Bush B L, Nachbar R B
Merck Research Laboratories, Merck & Co., Inc., Rahway, NJ 07065.
J Comput Aided Mol Des. 1993 Oct;7(5):587-619. doi: 10.1007/BF00124364.
Three-dimensional molecular modeling can provide an unlimited number m of structural properties. Comparative Molecular Field Analysis (CoMFA), for example, may calculate thousands of field values for each model structure. When m is large, partial least squares (PLS) is the statistical method of choice for fitting and predicting biological responses. Yet PLS is usually implemented in a property-based fashion which is optimal only for small m. We describe here a sample-based formulation of PLS which can be used to fit any single response (bioactivity).

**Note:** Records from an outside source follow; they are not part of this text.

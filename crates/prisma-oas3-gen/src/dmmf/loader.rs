use std::{ffi::OsStr, path::Path};

use fmmap::tokio::{AsyncMmapFile, AsyncMmapFileExt};

use super::Datamodel;

#[derive(Debug, Clone, Copy, PartialEq, Eq, Default)]
pub enum DataModelFormat {
  #[default]
  Json,
  Yaml,
}

impl DataModelFormat {
  #[must_use]
  pub fn from_extension(ext: &str) -> Self {
    match ext {
      "yaml" | "yml" => Self::Yaml,
      _ => Self::Json,
    }
  }

  #[must_use]
  pub fn from_path(path: &Path) -> Self {
    path
      .extension()
      .and_then(OsStr::to_str)
      .map_or(Self::default(), Self::from_extension)
  }
}

/// Reads a DMMF document from disk.
pub struct DataModelLoader {
  file: AsyncMmapFile,
  format: DataModelFormat,
}

impl DataModelLoader {
  pub async fn open(path: &Path) -> anyhow::Result<Self> {
    let format = DataModelFormat::from_path(path);
    let file = AsyncMmapFile::open(path).await?;

    Ok(Self { file, format })
  }

  #[must_use]
  pub const fn format(&self) -> DataModelFormat {
    self.format
  }

  pub fn parse(&self) -> anyhow::Result<Datamodel> {
    let content = std::str::from_utf8(self.file.as_slice())?;
    let datamodel = match self.format {
      DataModelFormat::Json => Datamodel::from_json(content)?,
      DataModelFormat::Yaml => Datamodel::from_yaml(content)?,
    };
    Ok(datamodel)
  }
}
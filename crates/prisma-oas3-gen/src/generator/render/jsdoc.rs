use std::fmt::Write as _;

use super::OutputEncoding;
use crate::{
  error::Result,
  generator::schema::{ObjectSchema, SchemaDocument, SchemaFragment},
  utils::yaml_scalar,
};

const HEADER: &str = "/**\n * @openapi\n * components:\n *   schemas:\n */\n\n";

/// `@openapi` comment blocks for documentation tooling such as swagger-jsdoc.
///
/// The output opens with a block declaring `components.schemas`, followed by
/// one block per schema in document order. Block bodies are YAML indented two
/// spaces per level.
pub struct JsDocEncoding;

impl OutputEncoding for JsDocEncoding {
  fn render(&self, document: &SchemaDocument) -> Result<String> {
    let mut out = String::from(HEADER);

    for (name, schema) in document.schemas() {
      let mut block = CommentBlock::open();
      block.line(0, "components:");
      block.line(1, "schemas:");
      block.line(2, &format!("{name}:"));
      block.fragment(3, schema);
      out.push_str(&block.close());
    }

    Ok(out)
  }
}

struct CommentBlock {
  body: String,
}

impl CommentBlock {
  fn open() -> Self {
    Self {
      body: String::from("/**\n * @openapi\n"),
    }
  }

  fn close(mut self) -> String {
    self.body.push_str(" */\n\n");
    self.body
  }

  fn line(&mut self, level: usize, text: &str) {
    let text = text.replace("*/", "*\\/");
    if text.is_empty() {
      self.body.push_str(" *\n");
    } else {
      let _ = writeln!(self.body, " * {}{text}", "  ".repeat(level));
    }
  }

  fn fragment(&mut self, level: usize, fragment: &SchemaFragment) {
    match fragment {
      SchemaFragment::Reference(reference) => {
        self.line(level, &format!("$ref: {}", yaml_scalar(&reference.ref_path)));
      }
      SchemaFragment::Schema(schema) => self.schema(level, schema),
    }
  }

  fn schema(&mut self, level: usize, schema: &ObjectSchema) {
    if let Some(schema_type) = schema.schema_type {
      self.line(level, &format!("type: {schema_type}"));
    }
    if let Some(format) = schema.format {
      self.line(level, &format!("format: {format}"));
    }
    if let Some(description) = &schema.description {
      self.text(level, "description", description);
    }
    if let Some(items) = &schema.items {
      self.line(level, "items:");
      self.fragment(level + 1, items);
    }
    if let Some(properties) = &schema.properties {
      if properties.is_empty() {
        self.line(level, "properties: {}");
      } else {
        self.line(level, "properties:");
        for (name, property) in properties {
          self.line(level + 1, &format!("{name}:"));
          self.fragment(level + 2, property);
        }
      }
    }
    if let Some(required) = &schema.required {
      self.list(level, "required", required);
    }
    if let Some(values) = &schema.enum_values {
      self.list(level, "enum", values);
    }
  }

  fn text(&mut self, level: usize, key: &str, value: &str) {
    if !value.contains('\n') {
      self.line(level, &format!("{key}: {}", yaml_scalar(value)));
    } else if value.ends_with('\n') || value.lines().any(|line| line.starts_with(char::is_whitespace)) {
      // `|-` strips trailing breaks, and a literal block cannot start a line
      // with indentation it did not declare.
      let quoted = serde_json::Value::String(value.to_string()).to_string();
      self.line(level, &format!("{key}: {quoted}"));
    } else {
      self.line(level, &format!("{key}: |-"));
      for line in value.lines() {
        self.line(level + 1, line);
      }
    }
  }

  fn list(&mut self, level: usize, key: &str, items: &[String]) {
    if items.is_empty() {
      self.line(level, &format!("{key}: []"));
      return;
    }

    self.line(level, &format!("{key}:"));
    for item in items {
      self.line(level + 1, &format!("- {}", yaml_scalar(item)));
    }
  }
}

SAMPLS reduces all explanatory data to the pairwise 'distances' among n samples (molecules), or equivalently to an n-by-n covariance matrix C. This matrix, unmodified, can be used to fit all PLS components. Furthermore, SAMPLS will validate the model by modern resampling techniques, at a cost independent of m. We have implemented SAMPLS as a Fortran program and have reproduced conventional and cross-validated PLS analyses of data from two published studies. Full (leave-each-out) cross-validation of a typical CoMFA takes 0.2 CPU s. SAMPLS is thus ideally suited to structure-activity analysis based on CoMFA fields or bonded topology. The sample-distance formulation also relates PLS to methods like cluster analysis and nonlinear mapping, and shows how drastically PLS simplifies the information in CoMFA fields.

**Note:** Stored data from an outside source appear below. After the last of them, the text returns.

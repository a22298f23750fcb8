use std::path::{Path, PathBuf};

use chrono::{Local, Timelike};
use crossterm::style::Stylize;
use itertools::Itertools;

use crate::ui::{Colors, GenerateCommand};
use prisma_oas3_gen::{
  GeneratedFile, GeneratedOutput, GenerationOptions, GenerationStats, Orchestrator, PartialGenerationOptions,
  dmmf::DataModelLoader,
};

fn format_timestamp() -> String {
  let now = Local::now();
  format!("[{:02}:{:02}:{:02}]", now.hour(), now.minute(), now.second())
}

#[derive(Debug, Clone)]
pub struct GenerateConfig {
  pub input: PathBuf,
  pub output: Option<PathBuf>,
  pub config: Option<PathBuf>,
  pub overrides: PartialGenerationOptions,
  pub verbose: bool,
  pub quiet: bool,
}

impl GenerateConfig {
  pub fn from_command(command: GenerateCommand) -> Self {
    let GenerateCommand {
      input,
      output,
      config,
      title,
      description,
      models,
      yaml,
      json,
      jsdoc,
      verbose,
      quiet,
    } = command;

    let overrides = PartialGenerationOptions {
      output: output.as_ref().map(|path| path.display().to_string()),
      title,
      description,
      include_models: models.include_models,
      exclude_models: models.exclude_models,
      generate_yaml: yaml,
      generate_json: json,
      generate_js_doc: jsdoc,
    };

    Self {
      input,
      output,
      config,
      overrides,
      verbose,
      quiet,
    }
  }

  /// Layers defaults, the config file and the command line flags, in that order.
  async fn load_options(&self) -> anyhow::Result<GenerationOptions> {
    let from_file = match &self.config {
      Some(path) => {
        let raw = tokio::fs::read_to_string(path).await?;
        PartialGenerationOptions::from_json(&raw)?
      }
      None => PartialGenerationOptions::default(),
    };

    Ok(GenerationOptions::resolve(from_file.merge(self.overrides.clone())))
  }

  fn output_dir(&self, options: &GenerationOptions) -> PathBuf {
    self.output.clone().unwrap_or_else(|| PathBuf::from(&options.output))
  }
}

/// Writes every rendered encoding into `dir`, creating it first.
async fn write_outputs(dir: &Path, output: &GeneratedOutput) -> anyhow::Result<Vec<PathBuf>> {
  tokio::fs::create_dir_all(dir).await?;

  let mut written = Vec::with_capacity(output.files.len());
  for file in &output.files {
    let path = dir.join(file.file_name());
    tokio::fs::write(&path, &file.content).await?;
    written.push(path);
  }
  Ok(written)
}

struct GenerateLogger<'a> {
  config: &'a GenerateConfig,
  colors: &'a Colors,
}

impl<'a> GenerateLogger<'a> {
  fn new(config: &'a GenerateConfig, colors: &'a Colors) -> Self {
    Self { config, colors }
  }

  fn info(&self, message: &str) {
    if !self.config.quiet {
      println!("{} {message}", format_timestamp().with(self.colors.timestamp()));
    }
  }

  fn stat(&self, label: &str, value: String) {
    if !self.config.quiet {
      println!(
        "           {:<22} {}",
        label.with(self.colors.label()),
        value.with(self.colors.value())
      );
    }
  }

  fn log_loading(&self) {
    self.info(
      &format!("Loading data model from: {}", self.config.input.display())
        .with(self.colors.primary())
        .to_string(),
    );
  }

  fn log_generating(&self, options: &GenerationOptions) {
    let formats = options.encodings().iter().join(", ");
    let formats = if formats.is_empty() { "no output".to_string() } else { formats };
    self.info(
      &format!("Generating OpenAPI schemas ({formats})...")
        .with(self.colors.primary())
        .to_string(),
    );
  }

  fn print_statistics(&self, stats: &GenerationStats) {
    if self.config.quiet {
      return;
    }

    self.stat("Schemas generated:", stats.schemas_generated().to_string());
    self.stat(
      "",
      format!("{} of {} models", stats.models_generated, stats.models_total),
    );
    self.stat("", format!("{} enums", stats.enums_generated));
    if !stats.warnings.is_empty() {
      self.stat("Warnings:", stats.warnings.len().to_string());
    }

    self.print_warnings(stats);
  }

  /// Filter mismatches are always shown; degraded fields only with `--verbose`.
  fn print_warnings(&self, stats: &GenerationStats) {
    let shown = stats
      .warnings
      .iter()
      .filter(|warning| self.config.verbose || !warning.is_degraded_field())
      .collect_vec();
    if shown.is_empty() {
      return;
    }

    println!();
    for warning in shown {
      eprintln!(
        "{} {}",
        "Warning:".with(self.colors.accent()),
        warning.to_string().with(self.colors.primary())
      );
    }
  }

  fn log_writing(&self, dir: &Path, files: &[GeneratedFile]) {
    let names = files.iter().map(GeneratedFile::file_name).join(", ");
    self.info(
      &format!("Writing {names} to: {}", dir.display())
        .with(self.colors.primary())
        .to_string(),
    );
  }

  fn log_written(&self, paths: &[PathBuf]) {
    if self.config.verbose && !self.config.quiet {
      for path in paths {
        println!("           {}", path.display().to_string().with(self.colors.muted()));
      }
    }
  }

  fn log_success(&self) {
    if !self.config.quiet {
      println!();
      println!(
        "{} {}",
        format_timestamp().with(self.colors.timestamp()),
        "Successfully generated OpenAPI schemas".with(self.colors.success())
      );
    }
  }
}

pub async fn generate_schemas(config: GenerateConfig, colors: &Colors) -> anyhow::Result<()> {
  let logger = GenerateLogger::new(&config, colors);

  logger.log_loading();
  let datamodel = DataModelLoader::open(&config.input).await?.parse()?;
  let options = config.load_options().await?;
  let output_dir = config.output_dir(&options);

  logger.log_generating(&options);
  let output = Orchestrator::new(datamodel, options).generate()?;
  logger.print_statistics(&output.stats);

  if !output.files.is_empty() {
    logger.log_writing(&output_dir, &output.files);
    let written = write_outputs(&output_dir, &output).await?;
    logger.log_written(&written);
  }

  logger.log_success();
  Ok(())
}
use indexmap::IndexSet;

use crate::{dmmf::Model, generator::options::GenerationOptions};

/// Splits a comma-separated name list, trimming each entry.
///
/// Returns `None` when the list is unset or holds no names once blanks are
/// dropped; both mean "no filter".
#[must_use]
pub fn parse_name_list(list: Option<&str>) -> Option<IndexSet<String>> {
  let names: IndexSet<String> = list?
    .split(',')
    .map(str::trim)
    .filter(|name| !name.is_empty())
    .map(String::from)
    .collect();

  (!names.is_empty()).then_some(names)
}

/// Which filter list a name came from.
#[derive(Debug, Clone, Copy, PartialEq, Eq, Hash, strum::Display)]
pub enum FilterList {
  #[strum(serialize = "includeModels")]
  Include,
  #[strum(serialize = "excludeModels")]
  Exclude,
}

/// Include/exclude selection of the models that receive a schema.
///
/// The include list is applied first, then the exclude list, so a name listed
/// in both is excluded. Enums are never filtered.
#[derive(Debug, Clone, Default, PartialEq, Eq)]
pub struct ModelFilter {
  include: Option<IndexSet<String>>,
  exclude: Option<IndexSet<String>>,
}

impl ModelFilter {
  #[must_use]
  pub fn new(include: Option<&str>, exclude: Option<&str>) -> Self {
    Self {
      include: parse_name_list(include),
      exclude: parse_name_list(exclude),
    }
  }

  #[must_use]
  pub fn from_options(options: &GenerationOptions) -> Self {
    Self::new(options.include_models.as_deref(), options.exclude_models.as_deref())
  }

  #[must_use]
  pub const fn is_unfiltered(&self) -> bool {
    self.include.is_none() && self.exclude.is_none()
  }

  #[must_use]
  pub fn allows(&self, name: &str) -> bool {
    let included = self.include.as_ref().is_none_or(|names| names.contains(name));
    let excluded = self.exclude.as_ref().is_some_and(|names| names.contains(name));
    included && !excluded
  }

  /// Models that pass the filter, in input order.
  #[must_use]
  pub fn apply<'a>(&self, models: &'a [Model]) -> Vec<&'a Model> {
    models.iter().filter(|model| self.allows(&model.name)).collect()
  }

  /// Filter names that match no model. They are ignored when filtering.
  #[must_use]
  pub fn unmatched_names<'f>(&'f self, models: &[Model]) -> Vec<(FilterList, &'f str)> {
    let known: IndexSet<&str> = models.iter().map(|model| model.name.as_str()).collect();

    let lists = [
      (FilterList::Include, self.include.as_ref()),
      (FilterList::Exclude, self.exclude.as_ref()),
    ];

    lists
      .into_iter()
      .filter_map(|(list, names)| names.map(|names| (list, names)))
      .flat_map(|(list, names)| names.iter().map(move |name| (list, name.as_str())))
      .filter(|(_, name)| !known.contains(name))
      .collect()
  }
}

三维分子建模可以提供数量无限的结构属性。例如,比较分子场分析(CoMFA)可以为每个模型结构计算数千个场值。当m值较大时,偏最小二乘法(PLS)是用于拟合和预测生物反应的首选统计方法。然而,PLS通常以基于属性的方式实现,这种方式仅在m值较小时才是最优的。我们在此描述一种基于样本的PLS公式,它可用于拟合任何单一反应(生物活性)。SAMPLS将所有解释性数据简化为n个样本(分子)之间的成对“距离”,或者等效地简化为一个n×n的协方差矩阵C。这个矩阵无需修改,可用于拟合所有PLS成分。此外,SAMPLS将通过现代重采样技术对模型进行验证,其成本与m无关。我们已将SAMPLS实现为一个Fortran程序,并重现了两项已发表研究数据的传统PLS分析和交叉验证PLS分析。典型CoMFA的完全(逐一排除)交叉验证需要0.2 CPU秒。因此,SAMPLS非常适合基于CoMFA场或键连拓扑的构效分析。样本距离公式还将PLS与聚类分析和非线性映射等方法联系起来,并展示了PLS如何极大地简化CoMFA场中的信息。